Supreme Court Rules against Drug-Testing Pregnant Women March 22, 2001
News Summary
Saying it violates the Constitution, the U.S. Supreme Court ruled against the practice of hospitals testing pregnant women for drugs without their consent, the Associated Press reported March 21.The 6-3 ruling was made in the case brought against Medical University of South Carolina, a public hospital in Charleston. Several women who tested positive for cocaine were arrested in their hospital beds under the state's child-endangerment law.
The Supreme Court ruled that the drug testing was unlawful because it violated the Constitution's Fourth Amendment protectionagainst unreasonable searches. In order for drug testing to be conducted, the justices said, a search warrant or consent is required.

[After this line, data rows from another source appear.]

pub mod build;
pub mod list;
pub mod schema;
pub mod validate;
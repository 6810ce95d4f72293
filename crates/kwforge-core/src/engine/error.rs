use thiserror::Error;

use crate::core::registry::LookupError;
use crate::schema::error::ValidationErrors;

#[derive(Debug, Error)]
pub enum ConstructionError {
    #[error("'type' must be specified")]
    MissingType,

    #[error("'type' must be a string, got {found}")]
    InvalidType { found: &'static str },

    #[error(transparent)]
    Lookup(#[from] LookupError),

    #[error("Validation of {type_name} constructor failed with: {errors}")]
    Validation {
        type_name: String,
        errors: ValidationErrors,
    },

    #[error("Attempt to initialize {type_name} failed with: {message}")]
    Instantiation { type_name: String, message: String },

    #[error("A {composite} must specify a \"{field}\" keyword containing a list of MCMCMoves")]
    MissingField {
        composite: &'static str,
        field: &'static str,
    },

    #[error("\"{field}\" of a {composite} must be a list of constructor descriptions, got {found}")]
    InvalidNested {
        composite: &'static str,
        field: &'static str,
        found: String,
    },

    #[error("Move {index} of the sequence is invalid: {source}")]
    Nested {
        index: usize,
        #[source]
        source: Box<ConstructionError>,
    },
}

impl ConstructionError {
    /// The field failures behind a validation error, if that is what this is.
    pub fn validation_errors(&self) -> Option<&ValidationErrors> {
        match self {
            ConstructionError::Validation { errors, .. } => Some(errors),
            ConstructionError::Nested { source, .. } => source.validation_errors(),
            _ => None,
        }
    }
}
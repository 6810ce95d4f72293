use std::collections::BTreeMap;
use std::fmt;

/// Field failures collected during one validation pass.
///
/// Paths join nested keys with `.` and list positions by index, e.g.
/// `experiments.restraint` or `molecules.ligand.select.1`.
#[derive(Debug, Clone, Default, PartialEq, Eq)]
pub struct ValidationErrors {
    fields: BTreeMap<String, Vec<String>>,
}

impl ValidationErrors {
    pub fn new() -> Self {
        Self::default()
    }

    pub fn add(&mut self, path: &str, message: impl Into<String>) {
        self.fields
            .entry(path.to_string())
            .or_default()
            .push(message.into());
    }

    pub fn is_empty(&self) -> bool {
        self.fields.is_empty()
    }

    /// Total number of messages across all fields.
    pub fn len(&self) -> usize {
        self.fields.values().map(Vec::len).sum()
    }

    pub fn field(&self, path: &str) -> &[String] {
        self.fields.get(path).map(Vec::as_slice).unwrap_or(&[])
    }

    pub fn iter(&self) -> impl Iterator<Item = (&str, &[String])> {
        self.fields.iter().map(|(k, v)| (k.as_str(), v.as_slice()))
    }
}

impl fmt::Display for ValidationErrors {
    fn fmt(&self, f: &mut fmt::Formatter<'_>) -> fmt::Result {
        for (i, (path, messages)) in self.fields.iter().enumerate() {
            if i > 0 {
                f.write_str("; ")?;
            }
            write!(f, "{}: {}", path, messages.join(", "))?;
        }
        Ok(())
    }
}

impl std::error::Error for ValidationErrors {}

#[cfg(test)]
mod tests {
    use super::*;

    #[test]
    fn messages_group_by_field() {
        let mut errors = ValidationErrors::new();
        errors.add("n_steps", "must be of integer type");
        errors.add("atoms", "-2 must be a positive integer");
        errors.add("atoms", "3.5 must be a positive integer");

        assert_eq!(errors.len(), 3);
        assert_eq!(errors.field("atoms").len(), 2);
        assert!(errors.field("timestep").is_empty());
        assert_eq!(
            errors.to_string(),
            "atoms: -2 must be a positive integer, 3.5 must be a positive integer; \
             n_steps: must be of integer type"
        );
    }
}
use super::Restraint;
use crate::core::kwargs::{ArgumentError, Kwargs};
use crate::core::registry::{BoxError, Constructible, Registry, RegistryError};
use crate::core::signature::{Signature, SignatureError};
use crate::core::units::{KILOJOULE_PER_MOLE, NANOMETER, Quantity, Unit, UnitError};
use crate::core::value::Value;
use std::any::Any;

/// The restraint family name used in error messages.
pub const BASE_NAME: &str = "ReceptorLigandRestraint";

/// Atoms a restraint acts on: explicit indices or a selection expression.
#[derive(Debug, Clone, PartialEq)]
pub enum AtomSelection {
    Indices(Vec<usize>),
    Expression(String),
}

fn atom_selection(kwargs: &Kwargs, key: &str) -> Result<Option<AtomSelection>, ArgumentError> {
    let selection = match kwargs.get(key) {
        Some(Value::String(expression)) => Some(AtomSelection::Expression(expression.clone())),
        _ => kwargs.atoms(key)?.map(AtomSelection::Indices),
    };
    if let Some(AtomSelection::Indices(indices)) = &selection {
        if indices.is_empty() {
            return Err(ArgumentError::InvalidValue {
                name: key.to_string(),
                reason: "the atom selection is empty".to_string(),
            });
        }
    }
    Ok(selection)
}

fn spring_constant_unit() -> Result<Unit, UnitError> {
    Unit::from(KILOJOULE_PER_MOLE).divide(&Unit::from(NANOMETER).powi(2)?)
}

fn positive_quantity(
    kwargs: &Kwargs,
    key: &str,
    unit: &Unit,
) -> Result<Option<Quantity>, BoxError> {
    let quantity = kwargs.optional_quantity(key, unit)?;
    if let Some(q) = &quantity {
        if q.value() <= 0.0 {
            return Err(format!("{} must be positive, got {}", key, q).into());
        }
    }
    Ok(quantity)
}

/// A harmonic restraint between the centroids of receptor and ligand atoms.
///
/// Unset parameters are determined later from the thermodynamic state, so
/// every parameter is optional here.
#[derive(Debug, Clone, PartialEq)]
pub struct Harmonic {
    pub spring_constant: Option<Quantity>,
    pub restrained_receptor_atoms: Option<AtomSelection>,
    pub restrained_ligand_atoms: Option<AtomSelection>,
}

impl Constructible for Harmonic {
    const TYPE_NAME: &'static str = "Harmonic";

    fn signature() -> Result<Signature, SignatureError> {
        Signature::builder()
            .keyword("spring_constant", Value::Null)
            .keyword("restrained_receptor_atoms", Value::Null)
            .keyword("restrained_ligand_atoms", Value::Null)
            .build()
    }

    fn construct(kwargs: &Kwargs) -> Result<Self, BoxError> {
        Ok(Self {
            spring_constant: positive_quantity(kwargs, "spring_constant", &spring_constant_unit()?)?,
            restrained_receptor_atoms: atom_selection(kwargs, "restrained_receptor_atoms")?,
            restrained_ligand_atoms: atom_selection(kwargs, "restrained_ligand_atoms")?,
        })
    }
}

impl Restraint for Harmonic {
    fn type_name(&self) -> &'static str {
        Self::TYPE_NAME
    }

    fn as_any(&self) -> &dyn Any {
        self
    }
}

/// A restraint that is flat up to `well_radius` and harmonic beyond it.
#[derive(Debug, Clone, PartialEq)]
pub struct FlatBottom {
    pub spring_constant: Option<Quantity>,
    pub well_radius: Option<Quantity>,
    pub restrained_receptor_atoms: Option<AtomSelection>,
    pub restrained_ligand_atoms: Option<AtomSelection>,
}

impl Constructible for FlatBottom {
    const TYPE_NAME: &'static str = "FlatBottom";

    fn signature() -> Result<Signature, SignatureError> {
        Signature::builder()
            .keyword("spring_constant", Value::Null)
            .keyword("well_radius", Value::Null)
            .keyword("restrained_receptor_atoms", Value::Null)
            .keyword("restrained_ligand_atoms", Value::Null)
            .build()
    }

    fn construct(kwargs: &Kwargs) -> Result<Self, BoxError> {
        Ok(Self {
            spring_constant: positive_quantity(kwargs, "spring_constant", &spring_constant_unit()?)?,
            well_radius: positive_quantity(kwargs, "well_radius", &NANOMETER.into())?,
            restrained_receptor_atoms: atom_selection(kwargs, "restrained_receptor_atoms")?,
            restrained_ligand_atoms: atom_selection(kwargs, "restrained_ligand_atoms")?,
        })
    }
}

impl Restraint for FlatBottom {
    fn type_name(&self) -> &'static str {
        Self::TYPE_NAME
    }

    fn as_any(&self) -> &dyn Any {
        self
    }
}

fn boxed<T: Restraint + 'static>(restraint: T) -> Box<dyn Restraint> {
    Box::new(restraint)
}

/// A registry holding the built-in restraints.
pub fn standard_restraints() -> Result<Registry<dyn Restraint>, RegistryError> {
    let mut registry: Registry<dyn Restraint> = Registry::new(BASE_NAME);
    registry
        .register_type::<Harmonic>(boxed)?
        .register_type::<FlatBottom>(boxed)?;
    Ok(registry)
}
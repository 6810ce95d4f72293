use kwforge::core::registry::{LookupError, RegistryError};
use kwforge::engine::error::ConstructionError;
use kwforge::workflows::document::DocumentError;
use thiserror::Error;

pub type Result<T> = std::result::Result<T, CliError>;

#[derive(Debug, Error)]
pub enum CliError {
    #[error(transparent)]
    Construction(#[from] ConstructionError),

    #[error(transparent)]
    Document(#[from] DocumentError),

    #[error(transparent)]
    Lookup(#[from] LookupError),

    #[error("Failed to set up the component catalog: {0}")]
    Registry(#[from] RegistryError),

    #[error("Configuration error: {0}")]
    Config(String),

    #[error("I/O error: {0}")]
    Io(#[from] std::io::Error),

    #[error("Invalid argument: {0}")]
    Argument(String),

    #[error(transparent)]
    Other(#[from] anyhow::Error),
}
mod cli;
mod commands;
mod config;
mod error;
mod logging;

use crate::cli::{Cli, Commands};
use crate::error::Result;
use clap::Parser;
use kwforge::engine::catalog::Catalog;
use tracing::{debug, error, info};

fn main() {
    if let Err(e) = run_app() {
        eprintln!("\n❌ Error: {}", e);
        std::process::exit(1);
    }
}

fn run_app() -> Result<()> {
    let cli = Cli::parse();
    logging::setup_logging(cli.verbose, cli.quiet, cli.log_file.clone())?;

    info!("🚀 kwforge CLI v{} starting up.", env!("CARGO_PKG_VERSION"));
    debug!("Full CLI arguments parsed: {:?}", &cli);

    let catalog = Catalog::standard()?;

    let command_result = match cli.command {
        Commands::Validate(args) => {
            info!("Dispatching to 'validate' command.");
            commands::validate::run(args, &catalog)
        }
        Commands::Build(args) => {
            info!("Dispatching to 'build' command.");
            commands::build::run(args, &catalog)
        }
        Commands::Schema(args) => {
            info!("Dispatching to 'schema' command.");
            commands::schema::run(args, &catalog)
        }
        Commands::List(args) => {
            info!("Dispatching to 'list' command.");
            commands::list::run(args, &catalog)
        }
    };

    match &command_result {
        Ok(_) => info!("✅ Command completed successfully."),
        Err(e) => error!("❌ Command failed: {}", e),
    }

    command_result
}
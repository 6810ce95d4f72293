//! # Engine Module
//!
//! Turns type-tagged configuration descriptions into constructed components.
//!
//! ## Overview
//!
//! A description is a mapping whose `type` key names a registered type and
//! whose remaining keys are that type's keyword arguments. The engine looks the
//! type up, derives a schema from its signature, validates and normalizes the
//! arguments and finally calls the registered factory.
//!
//! ## Architecture
//!
//! - **Resolution** ([`resolver`]) - Type lookup, schema derivation, caller defaults and construction
//! - **Catalog** ([`catalog`]) - The registries of every component family and their build options
//! - **Error Handling** ([`error`]) - Failures of each construction stage

pub mod catalog;
pub mod error;
pub mod resolver;
use super::error::ConstructionError;
use super::resolver::{BuildOptions, build, check_type_keyword};
use crate::core::registry::{LookupError, Registry, RegistryError};
use crate::core::signature::DISCRIMINATOR;
use crate::core::value::{Mapping, Value};
use crate::plugins::moves::standard_moves;
use crate::plugins::restraints::standard_restraints;
use crate::plugins::samplers::standard_samplers;
use crate::plugins::{McmcMove, Restraint, Sampler, SequenceMove};
use crate::schema::checks::{Component, ComponentBuilder};
use crate::schema::coercion::Coercer;
use crate::schema::error::ValidationErrors;
use crate::schema::rule::{Rule, Schema};
use crate::schema::types::ValueType;
use tracing::{debug, instrument};

/// The key holding the moves of a [`SequenceMove`] description.
pub const MOVE_LIST: &str = "move_list";

/// The key a sampler description may use to reference its moves.
pub const MCMC_MOVES: &str = "mcmc_moves";

/// The registries of every component family.
#[derive(Debug)]
pub struct Catalog {
    restraints: Registry<dyn Restraint>,
    moves: Registry<dyn McmcMove>,
    samplers: Registry<dyn Sampler>,
}

impl Catalog {
    pub fn new(
        restraints: Registry<dyn Restraint>,
        moves: Registry<dyn McmcMove>,
        samplers: Registry<dyn Sampler>,
    ) -> Self {
        Self {
            restraints,
            moves,
            samplers,
        }
    }

    /// A catalog of the built-in restraints, moves and samplers.
    pub fn standard() -> Result<Self, RegistryError> {
        Ok(Self::new(
            standard_restraints()?,
            standard_moves()?,
            standard_samplers()?,
        ))
    }

    pub fn restraints(&self) -> &Registry<dyn Restraint> {
        &self.restraints
    }

    pub fn moves(&self) -> &Registry<dyn McmcMove> {
        &self.moves
    }

    pub fn samplers(&self) -> &Registry<dyn Sampler> {
        &self.samplers
    }

    pub fn restraint_options() -> BuildOptions {
        BuildOptions::new().convert_quantity_strings(true)
    }

    pub fn move_options(defaults: &Mapping) -> BuildOptions {
        BuildOptions::new()
            .convert_quantity_strings(true)
            .with_defaults(defaults)
    }

    pub fn sampler_options() -> BuildOptions {
        BuildOptions::new()
            .special_coercion("number_of_iterations", Coercer::to_integer_or_infinity())
            .special_coercion("online_analysis_interval", Coercer::to_none_int_or_checkpoint())
    }

    pub fn build_restraint(&self, description: &Mapping) -> Result<Box<dyn Restraint>, ConstructionError> {
        build(&self.restraints, description, &Self::restraint_options())
    }

    /// Builds a move, or a [`SequenceMove`] from the descriptions in its `move_list`.
    ///
    /// `defaults` fill parameters the descriptions leave out, in every nested
    /// move as well. Nested moves come from the plain move registry, so a
    /// sequence cannot contain another sequence.
    #[instrument(skip_all, name = "build_mcmc_move")]
    pub fn build_mcmc_move(
        &self,
        description: &Mapping,
        defaults: &Mapping,
    ) -> Result<Box<dyn McmcMove>, ConstructionError> {
        let type_name = check_type_keyword(description)?;
        if type_name != SequenceMove::TYPE_NAME {
            return build(&self.moves, description, &Self::move_options(defaults));
        }

        let items = match description.get(MOVE_LIST) {
            None => {
                return Err(ConstructionError::MissingField {
                    composite: SequenceMove::TYPE_NAME,
                    field: MOVE_LIST,
                });
            }
            Some(Value::List(items)) => items,
            Some(other) => return Err(invalid_move_list(other)),
        };

        let mut errors = ValidationErrors::new();
        for key in description.keys() {
            if key != DISCRIMINATOR && key != MOVE_LIST {
                errors.add(key, "unknown field");
            }
        }
        if !errors.is_empty() {
            return Err(ConstructionError::Validation {
                type_name: SequenceMove::TYPE_NAME.to_string(),
                errors,
            });
        }

        let options = Self::move_options(defaults);
        let mut moves = Vec::with_capacity(items.len());
        for (index, item) in items.iter().enumerate() {
            let nested = item.as_mapping().ok_or_else(|| invalid_move_list(item))?;
            let mcmc_move = build(&self.moves, nested, &options)
                .map_err(|source| ConstructionError::Nested {
                    index,
                    source: Box::new(source),
                })?;
            moves.push(mcmc_move);
        }
        debug!(moves = moves.len(), "Assembled move sequence.");
        Ok(Box::new(SequenceMove::new(moves)))
    }

    /// Builds a sampler, ignoring any `mcmc_moves` reference in the description.
    pub fn build_sampler(&self, description: &Mapping) -> Result<Box<dyn Sampler>, ConstructionError> {
        let mut description = description.clone();
        description.remove(MCMC_MOVES);
        build(&self.samplers, &description, &Self::sampler_options())
    }

    /// Type names descriptions of `component` may use, sorted.
    pub fn type_names(&self, component: Component) -> Vec<String> {
        let mut names: Vec<String> = match component {
            Component::Restraint => self.restraints.names().map(str::to_string).collect(),
            Component::McmcMove => self.moves.names().map(str::to_string).collect(),
            Component::Sampler => self.samplers.names().map(str::to_string).collect(),
        };
        if component == Component::McmcMove {
            names.push(SequenceMove::TYPE_NAME.to_string());
            names.sort();
        }
        names
    }

    /// The schema descriptions of `type_name` are validated against, without the `type` key.
    pub fn schema_for(&self, component: Component, type_name: &str) -> Result<Schema, LookupError> {
        match component {
            Component::Restraint => {
                let entry = self.restraints.resolve(type_name)?;
                Ok(Self::restraint_options().schema_for(entry.signature()))
            }
            Component::McmcMove if type_name == SequenceMove::TYPE_NAME => Ok(Schema::new().field(
                MOVE_LIST,
                Rule::required()
                    .typed(ValueType::List)
                    .items(Rule::required().typed(ValueType::Dict)),
            )),
            Component::McmcMove => {
                let entry = self.moves.resolve(type_name)?;
                Ok(Self::move_options(&Mapping::new()).schema_for(entry.signature()))
            }
            Component::Sampler => {
                let entry = self.samplers.resolve(type_name)?;
                Ok(Self::sampler_options().schema_for(entry.signature()))
            }
        }
    }
}

fn invalid_move_list(found: &Value) -> ConstructionError {
    ConstructionError::InvalidNested {
        composite: SequenceMove::TYPE_NAME,
        field: MOVE_LIST,
        found: found.to_string(),
    }
}

impl ComponentBuilder for Catalog {
    fn try_build(&self, component: Component, description: &Mapping) -> Result<(), String> {
        let built = match component {
            Component::Restraint => self.build_restraint(description).map(drop),
            Component::McmcMove => self.build_mcmc_move(description, &Mapping::new()).map(drop),
            Component::Sampler => self.build_sampler(description).map(drop),
        };
        built.map_err(|e| e.to_string())
    }
}
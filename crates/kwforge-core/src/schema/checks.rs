use super::types::Predicate;
use crate::core::value::{Mapping, Value};
use phf::{Set, phf_set};
use std::collections::BTreeSet;
use std::fmt;
use std::path::Path;
use tracing::debug;

static SMALL_MOLECULE_EXTENSIONS: Set<&'static str> = phf_set! {
    "mol2", "sdf", "smiles", "csv",
};

/// Pre-built system file bundles, in the order they are matched.
const SYSTEM_FILE_BUNDLES: [(SystemFileFormat, [&str; 2]); 4] = [
    (SystemFileFormat::Amber, ["inpcrd", "prmtop"]),
    (SystemFileFormat::Amber, ["rst7", "prmtop"]),
    (SystemFileFormat::Gromacs, ["gro", "top"]),
    (SystemFileFormat::OpenMM, ["pdb", "xml"]),
];

#[derive(Debug, Clone, Copy, PartialEq, Eq)]
pub enum SystemFileFormat {
    Amber,
    Gromacs,
    OpenMM,
}

impl SystemFileFormat {
    pub fn name(&self) -> &'static str {
        match self {
            SystemFileFormat::Amber => "amber",
            SystemFileFormat::Gromacs => "gromacs",
            SystemFileFormat::OpenMM => "openmm",
        }
    }
}

impl fmt::Display for SystemFileFormat {
    fn fmt(&self, f: &mut fmt::Formatter<'_>) -> fmt::Result {
        f.write_str(self.name())
    }
}

/// The pluggable component families a description can construct.
#[derive(Debug, Clone, Copy, PartialEq, Eq, Hash)]
pub enum Component {
    Restraint,
    McmcMove,
    Sampler,
}

impl Component {
    pub fn name(&self) -> &'static str {
        match self {
            Component::Restraint => "restraint",
            Component::McmcMove => "MCMC move",
            Component::Sampler => "sampler",
        }
    }
}

impl fmt::Display for Component {
    fn fmt(&self, f: &mut fmt::Formatter<'_>) -> fmt::Result {
        f.write_str(self.name())
    }
}

/// Builds a component from its description without keeping the result.
///
/// Lets the validator check that a nested description would construct
/// successfully. Failures are returned as their rendered message.
pub trait ComponentBuilder {
    fn try_build(&self, component: Component, description: &Mapping) -> Result<(), String>;
}

/// Domain checks that can be attached to a rule.
#[derive(Debug, Clone)]
pub enum Check {
    FileExists,
    DirectoryExists,
    IsPeptide,
    IsSmallMolecule,
    PositiveIntList,
    IntOrAllString,
    SupportedSystemFiles,
    Constructor(Component),
    Custom(Predicate),
}

impl Check {
    pub fn name(&self) -> &str {
        match self {
            Check::FileExists => "file_exists",
            Check::DirectoryExists => "directory_exists",
            Check::IsPeptide => "is_peptide",
            Check::IsSmallMolecule => "is_small_molecule",
            Check::PositiveIntList => "positive_int_list",
            Check::IntOrAllString => "int_or_all_string",
            Check::SupportedSystemFiles => "supported_system_files",
            Check::Constructor(Component::Restraint) => "is_restraint_constructor",
            Check::Constructor(Component::McmcMove) => "is_mcmc_move_constructor",
            Check::Constructor(Component::Sampler) => "is_sampler_constructor",
            Check::Custom(predicate) => predicate.name(),
        }
    }

    /// Runs the check, returning one message per problem found.
    pub fn run(&self, field: &str, value: &Value, builder: Option<&dyn ComponentBuilder>) -> Vec<String> {
        let mut errors = Vec::new();
        match self {
            Check::FileExists => {
                if let Some(path) = expect_path(value, &mut errors) {
                    if !Path::new(path).is_file() {
                        errors.push(format!("File path {} does not exist.", path));
                    }
                }
            }
            Check::DirectoryExists => {
                if let Some(path) = expect_path(value, &mut errors) {
                    if !Path::new(path).is_dir() {
                        errors.push(format!("Directory {} does not exist.", path));
                    }
                }
            }
            Check::IsPeptide => {
                if let Some(path) = expect_path(value, &mut errors) {
                    if extension(path) != "pdb" {
                        errors.push("Not a .pdb file".to_string());
                    }
                }
            }
            Check::IsSmallMolecule => {
                if let Some(path) = expect_path(value, &mut errors) {
                    if !SMALL_MOLECULE_EXTENSIONS.contains(extension(path)) {
                        errors.push("File is not one of mol2, sdf, smiles, csv".to_string());
                    }
                }
            }
            Check::PositiveIntList => match value {
                Value::List(items) => {
                    for item in items {
                        if !matches!(item, Value::Integer(i) if *i >= 0) {
                            errors.push(format!("{} must be a positive integer", item));
                        }
                    }
                }
                other => errors.push(format!("{} is not a list", other)),
            },
            Check::IntOrAllString => {
                let accepted = matches!(value, Value::Integer(_))
                    || value.as_str() == Some("all");
                if !accepted {
                    errors.push(format!("{} must be an int or the string 'all'", value));
                }
            }
            Check::SupportedSystemFiles => check_system_files(field, value, &mut errors),
            Check::Constructor(component) => match (value, builder) {
                (Value::Mapping(description), Some(builder)) => {
                    if let Err(message) = builder.try_build(*component, description) {
                        errors.push(message);
                    }
                }
                (Value::Mapping(_), None) => errors.push(format!(
                    "no {} catalog is available to check this description",
                    component
                )),
                (other, _) => errors.push(format!(
                    "{} is not a {} description",
                    other, component
                )),
            },
            Check::Custom(predicate) => {
                if let Err(message) = predicate.check(value) {
                    errors.push(message);
                }
            }
        }
        errors
    }
}

fn expect_path<'v>(value: &'v Value, errors: &mut Vec<String>) -> Option<&'v str> {
    let path = value.as_str();
    if path.is_none() {
        errors.push(format!("{} is not a path", value));
    }
    path
}

/// The extension of `path` without the dot, or an empty string.
fn extension(path: &str) -> &str {
    Path::new(path)
        .extension()
        .and_then(|ext| ext.to_str())
        .unwrap_or("")
}

/// Finds the system format whose extension set equals that of `paths`.
///
/// Matching is case-sensitive and ignores the order of the paths.
pub fn detect_system_file_format<S: AsRef<str>>(paths: &[S]) -> Option<SystemFileFormat> {
    let extensions: BTreeSet<&str> = paths.iter().map(|p| extension(p.as_ref())).collect();
    SYSTEM_FILE_BUNDLES
        .iter()
        .find(|(_, bundle)| {
            let expected: BTreeSet<&str> = bundle.iter().copied().collect();
            expected == extensions
        })
        .map(|(format, _)| *format)
}

fn check_system_files(field: &str, value: &Value, errors: &mut Vec<String>) {
    let Some(items) = value.as_list() else {
        errors.push(format!("{} is not a list of file paths", value));
        return;
    };
    let Some(paths) = items.iter().map(Value::as_str).collect::<Option<Vec<_>>>() else {
        errors.push(format!("{} is not a list of file paths", value));
        return;
    };
    match detect_system_file_format(paths.as_slice()) {
        Some(format) => {
            debug!(field, ?paths, %format, "Recognized system files.");
        }
        None => {
            let accepted = SYSTEM_FILE_BUNDLES
                .iter()
                .map(|(format, bundle)| format!("{} ({})", format, bundle.join(", ")))
                .collect::<Vec<_>>()
                .join(", ");
            errors.push(format!(
                "{} must have file extensions matching one of the following types: {}",
                field, accepted
            ));
        }
    }
}

#[cfg(test)]
mod tests {
    use super::*;
    use std::fs::File;
    use tempfile::tempdir;

    fn list(paths: &[&str]) -> Value {
        Value::List(paths.iter().map(|p| Value::from(*p)).collect())
    }

    #[test]
    fn file_and_directory_checks_hit_the_filesystem() {
        let dir = tempdir().unwrap();
        let file = dir.path().join("ligand.mol2");
        File::create(&file).unwrap();
        let file = Value::from(file.to_str().unwrap());
        let dir_value = Value::from(dir.path().to_str().unwrap());

        assert!(Check::FileExists.run("f", &file, None).is_empty());
        assert!(Check::DirectoryExists.run("f", &dir_value, None).is_empty());
        assert_eq!(Check::FileExists.run("f", &dir_value, None).len(), 1);

        let missing = Value::from("/definitely/not/here.pdb");
        assert_eq!(
            Check::FileExists.run("f", &missing, None),
            vec!["File path /definitely/not/here.pdb does not exist.".to_string()]
        );
    }

    #[test]
    fn molecule_extension_checks() {
        assert!(Check::IsPeptide.run("f", &Value::from("abl.pdb"), None).is_empty());
        assert_eq!(
            Check::IsPeptide.run("f", &Value::from("abl.PDB"), None),
            vec!["Not a .pdb file".to_string()]
        );
        assert!(Check::IsSmallMolecule.run("f", &Value::from("imatinib.sdf"), None).is_empty());
        assert_eq!(
            Check::IsSmallMolecule.run("f", &Value::from("imatinib.pdb"), None).len(),
            1
        );
    }

    #[test]
    fn positive_int_list_reports_every_offender() {
        let value = Value::List(vec![Value::Integer(1), Value::Integer(-2), Value::Float(3.5)]);
        let errors = Check::PositiveIntList.run("f", &value, None);
        assert_eq!(
            errors,
            vec![
                "-2 must be a positive integer".to_string(),
                "3.5 must be a positive integer".to_string()
            ]
        );
    }

    #[test]
    fn int_or_all_string() {
        assert!(Check::IntOrAllString.run("f", &Value::Integer(4), None).is_empty());
        assert!(Check::IntOrAllString.run("f", &Value::from("all"), None).is_empty());
        assert_eq!(Check::IntOrAllString.run("f", &Value::from("some"), None).len(), 1);
    }

    #[test]
    fn supported_system_files_match_exact_extension_sets() {
        let accepted = [
            (["complex.prmtop", "complex.inpcrd"], SystemFileFormat::Amber),
            (["complex.rst7", "complex.prmtop"], SystemFileFormat::Amber),
            (["complex.top", "complex.gro"], SystemFileFormat::Gromacs),
            (["complex.xml", "complex.pdb"], SystemFileFormat::OpenMM),
        ];
        for (paths, format) in accepted {
            assert_eq!(detect_system_file_format(&paths[..]), Some(format));
            assert!(Check::SupportedSystemFiles.run("phase1_path", &list(&paths), None).is_empty());
        }

        for paths in [
            &["complex.prmtop"][..],
            &["complex.PRMTOP", "complex.inpcrd"][..],
            &["complex.prmtop", "complex.inpcrd", "complex.pdb"][..],
            &["complex.gro", "complex.xml"][..],
        ] {
            assert_eq!(detect_system_file_format(paths), None);
            let errors = Check::SupportedSystemFiles.run("phase1_path", &list(paths), None);
            assert_eq!(errors.len(), 1);
            assert!(errors[0].starts_with("phase1_path must have file extensions"));
            assert!(errors[0].contains("gromacs (gro, top)"));
        }
    }

    struct Fails;

    impl ComponentBuilder for Fails {
        fn try_build(&self, component: Component, _: &Mapping) -> Result<(), String> {
            Err(format!("cannot build {}", component))
        }
    }

    #[test]
    fn constructor_checks_delegate_to_the_builder() {
        let description = Value::Mapping(Mapping::new());
        let check = Check::Constructor(Component::Restraint);
        assert_eq!(check.name(), "is_restraint_constructor");
        assert_eq!(
            check.run("restraint", &description, Some(&Fails)),
            vec!["cannot build restraint".to_string()]
        );
        assert_eq!(check.run("restraint", &Value::Integer(1), Some(&Fails)).len(), 1);
    }
}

"While the ultimate goal of the program may well have been to get the women in question into substance-abuse treatment and off of drugs, the immediate objective of the searches was to generate evidence for law-enforcement purposes in order to reach that goal," Justice John Paul Stevens wrote for the court.
In a previous case, the Supreme Court ruled that drug testing could be conducted without a warrant or individual suspicion if the government could demonstrate a "special need." The justices' ruling in the South Carolina case means that drug testing of pregnant women without their consent to protect fetuses cannot be considered a special need.